Trump Touts ‘Good Talks With Iran,’ But Not Without Skepticism

The U.S. is engaged in “some very good talks with Iran,” President Donald Trump told reporters in the Oval Office on Wednesday, adding: “We’ll find out whether that means anything.”
While talks over Iran’s nuclear program continue as the U.S. seeks to prevent Iran from becoming a full-fledged nuclear power, America might find itself in a situation with Iran similar to what President Bill Clinton encountered decades ago with North Korea.
It was 1994 and North Korea had just announced it was pulling out of the Treaty on the Non-Proliferation of Nuclear Weapons. Preventing North Korea from gaining nuclear weapons capabilities was a top U.S. priority and former President Jimmy Carter inserted himself into negotiations with then-dictator Kim Il-Sung, the grandfather of the current dictator, Kim Jong Un.
While discussions between Clinton’s administration were ongoing with North Korea, Carter traveled to North Korea and met with Kim Il-Sung. The Clinton administration did not empower Carter to negotiate on behalf of the administration, but Carter did so anyway, and North Korea agreed to the deal. The agreement Carter negotiated did deescalate tension between the U.S. and North Korea, but it did not prevent the communist country from developing a nuclear weapon.
Despite the deal and Carter’s declaration that “the crisis is over,” Pyongyang tested its first nuclear weapon in 2006, officially making North Korea a nuclear power, during the rule of Kim Jong-Il, the second generation of the 77-year family dictatorship.
Trump has repeatedly said Iran cannot be allowed to have a nuclear weapon and told reporters Wednesday that there are only two possible outcomes, “a smart outcome and a violent outcome.”
“I don’t think anybody wants to see the second,” Trump said, adding, “but I think we’ve made a lot of progress, and we’ll see. They still have to agree to the final stages of a document, but I think you could be very well surprised what happens there. It would be a great thing for them.

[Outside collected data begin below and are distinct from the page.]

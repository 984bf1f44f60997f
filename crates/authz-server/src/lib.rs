#![forbid(unsafe_code)]
#![cfg_attr(docsrs, feature(doc_cfg))]
#![doc = include_str!("../README.md")]

mod error;

pub mod extract;
pub mod handler;
pub mod middleware;
pub mod service;
pub(crate) mod utility;

pub use crate::error::{BoxedError, Error, ErrorKind, Result};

They could have a great country into the future.”
To prevent Iran from continuing to pursue a nuclear weapon, a deal should include the “physical removal” of the infrastructure Iran has and needs to enrich uranium domestically, according to Victoria Coates, vice president of the Davis Institute for National Security and Foreign Policy at The Heritage Foundation.

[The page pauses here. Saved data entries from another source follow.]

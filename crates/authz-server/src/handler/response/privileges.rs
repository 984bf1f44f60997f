//! Privilege catalog response types.

use authz_postgres::model;
use authz_postgres::types::PrivilegeKey;
use schemars::JsonSchema;
use serde::{Deserialize, Serialize};

/// Entry of the fixed privilege catalog.
#[must_use]
#[derive(Debug, Clone, Serialize, Deserialize, JsonSchema)]
#[serde(rename_all = "camelCase")]
pub struct Privilege {
    /// Key of the privilege as carried in tokens and role payloads.
    pub key: PrivilegeKey,
    /// Description of what the privilege allows.
    pub description: String,
}

impl Privilege {
    pub fn from_model(privilege: model::Privilege) -> Self {
        Self {
            key: privilege.key,
            description: privilege.description,
        }
    }

    pub fn from_models(models: Vec<model::Privilege>) -> Vec<Self> {
        models.into_iter().map(Self::from_model).collect()
    }
}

Iran might agree to a deal that denies them the ability to enrich uranium “if they think the survival of the regime is at risk,” Coates told The Daily Signal.
In a recent report for The Heritage Foundation, Coates and Robert Greenway, director of the think tank’s Allison Center for National Security, wrote that Trump’s options regarding a deal with Iran “should not be constrained by either those who see only a military option, or those who rule one out.”
“Since tolerating a nuclear Iran would thus be a significant blow to U.S. national security, President Trump has prudently pursued a diplomatic solution before considering a military one. This means, however, stepping onto the Iranians’ preferred playing field, and, as the President has pointed out, the Iranians have never lost a negotiation,” Coates and Greenway write. “The track record is not encouraging.”
Time is one of the greatest factors in the negotiations with Iran: The longer talks continue, the more time Iran has to continue enriching uranium and to rebuild its missile defenses that Israel destroyed last October. Therefore, the Trump administration should employ strict timelines in its negotiations with Iran, according to the Heritage experts.
If Iran won’t agree to the terms of a deal with the U.S. that eliminates the threat of a nuclear Iran in the immediate or near future, that leaves what Trump referred to Wednesday as the “violent outcome.”
A joint U.S.-Israeli strike on Iran is not without risk, Coates and Greenway hold, but a strike triggering a broader conflict “is by no means the inevitable outcome of an action targeted at Iran’s nuclear facilities.”
In 1981 and 2007, Israel carried out targeted strikes on Iran’s nuclear program without instigating a larger regional conflict.
“Peace through strength does not mean rushing to war, nor does it mean a deal at any cost,” Coates and Greenway wrote. “The key will be to effectively enforce President Trump’s red line that Iran cannot have a nuclear weapon by whatever means he chooses.”